* What you need to do: Look through the records below and copy each line that includes the word "RestClient".

◆ ◆ ◆

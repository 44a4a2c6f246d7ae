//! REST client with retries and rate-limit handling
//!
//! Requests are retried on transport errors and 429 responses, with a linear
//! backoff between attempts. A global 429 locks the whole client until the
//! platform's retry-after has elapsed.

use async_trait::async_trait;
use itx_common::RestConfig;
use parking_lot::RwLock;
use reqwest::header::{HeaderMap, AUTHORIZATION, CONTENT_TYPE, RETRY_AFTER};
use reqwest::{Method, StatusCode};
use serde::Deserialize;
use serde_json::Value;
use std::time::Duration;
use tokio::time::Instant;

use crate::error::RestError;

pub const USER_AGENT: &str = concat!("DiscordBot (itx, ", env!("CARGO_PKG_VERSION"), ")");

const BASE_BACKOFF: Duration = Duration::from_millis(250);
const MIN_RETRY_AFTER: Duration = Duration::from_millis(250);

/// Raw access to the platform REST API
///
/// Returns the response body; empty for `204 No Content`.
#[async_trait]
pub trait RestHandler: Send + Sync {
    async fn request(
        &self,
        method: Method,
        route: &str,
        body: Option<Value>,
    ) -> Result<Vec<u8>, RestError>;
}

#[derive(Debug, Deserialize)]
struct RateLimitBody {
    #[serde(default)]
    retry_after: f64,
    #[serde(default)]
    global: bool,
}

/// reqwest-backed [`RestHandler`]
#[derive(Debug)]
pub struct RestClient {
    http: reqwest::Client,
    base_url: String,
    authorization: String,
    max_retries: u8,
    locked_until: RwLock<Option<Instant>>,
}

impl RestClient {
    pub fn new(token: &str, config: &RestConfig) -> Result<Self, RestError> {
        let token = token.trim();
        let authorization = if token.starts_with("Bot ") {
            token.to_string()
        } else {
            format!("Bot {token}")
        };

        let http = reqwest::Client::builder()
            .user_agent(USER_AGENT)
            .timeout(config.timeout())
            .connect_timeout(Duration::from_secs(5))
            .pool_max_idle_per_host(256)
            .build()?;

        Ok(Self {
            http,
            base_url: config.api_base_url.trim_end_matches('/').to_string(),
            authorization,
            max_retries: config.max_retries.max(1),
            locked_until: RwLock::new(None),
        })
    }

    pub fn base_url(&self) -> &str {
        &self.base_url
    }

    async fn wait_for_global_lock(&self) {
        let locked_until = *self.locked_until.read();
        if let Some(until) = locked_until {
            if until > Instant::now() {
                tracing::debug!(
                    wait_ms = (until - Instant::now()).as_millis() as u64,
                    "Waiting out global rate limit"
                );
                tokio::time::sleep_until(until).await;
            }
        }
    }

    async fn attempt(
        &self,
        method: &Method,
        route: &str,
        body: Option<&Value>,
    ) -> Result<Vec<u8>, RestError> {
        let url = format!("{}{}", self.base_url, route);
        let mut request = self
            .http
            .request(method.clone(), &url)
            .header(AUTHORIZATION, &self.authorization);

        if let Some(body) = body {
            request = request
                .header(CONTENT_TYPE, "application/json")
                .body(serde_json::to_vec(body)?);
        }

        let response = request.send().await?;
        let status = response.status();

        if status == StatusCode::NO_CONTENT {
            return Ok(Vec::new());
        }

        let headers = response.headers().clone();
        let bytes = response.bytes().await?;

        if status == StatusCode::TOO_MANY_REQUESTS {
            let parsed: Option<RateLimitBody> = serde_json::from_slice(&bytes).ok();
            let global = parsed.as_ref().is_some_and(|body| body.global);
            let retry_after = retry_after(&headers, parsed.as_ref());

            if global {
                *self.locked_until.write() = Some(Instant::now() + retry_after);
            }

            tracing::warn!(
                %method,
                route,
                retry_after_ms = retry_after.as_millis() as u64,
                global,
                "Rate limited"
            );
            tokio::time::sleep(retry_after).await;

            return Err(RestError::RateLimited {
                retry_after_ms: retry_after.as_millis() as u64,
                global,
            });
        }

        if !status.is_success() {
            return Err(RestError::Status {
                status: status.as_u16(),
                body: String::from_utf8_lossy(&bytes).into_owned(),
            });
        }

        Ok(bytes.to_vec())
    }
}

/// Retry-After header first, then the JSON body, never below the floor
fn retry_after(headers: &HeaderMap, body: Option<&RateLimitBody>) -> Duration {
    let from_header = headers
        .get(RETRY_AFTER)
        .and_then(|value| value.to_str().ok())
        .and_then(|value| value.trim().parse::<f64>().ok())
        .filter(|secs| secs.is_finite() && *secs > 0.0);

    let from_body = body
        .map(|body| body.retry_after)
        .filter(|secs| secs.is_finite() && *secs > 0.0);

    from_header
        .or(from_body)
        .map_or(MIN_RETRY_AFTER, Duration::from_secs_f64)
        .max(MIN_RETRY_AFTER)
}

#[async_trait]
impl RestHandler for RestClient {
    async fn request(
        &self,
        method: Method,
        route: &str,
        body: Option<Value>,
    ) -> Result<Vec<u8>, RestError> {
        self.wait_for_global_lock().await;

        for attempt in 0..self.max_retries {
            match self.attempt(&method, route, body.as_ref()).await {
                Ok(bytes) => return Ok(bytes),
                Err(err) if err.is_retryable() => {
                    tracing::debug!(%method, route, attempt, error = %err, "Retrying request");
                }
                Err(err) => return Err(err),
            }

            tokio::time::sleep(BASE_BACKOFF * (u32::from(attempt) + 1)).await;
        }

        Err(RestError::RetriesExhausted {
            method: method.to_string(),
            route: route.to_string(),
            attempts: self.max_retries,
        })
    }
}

◆ ◆ ◆

* Answer box:
pub struct RestClient {
impl RestClient {
impl RestHandler for RestClient {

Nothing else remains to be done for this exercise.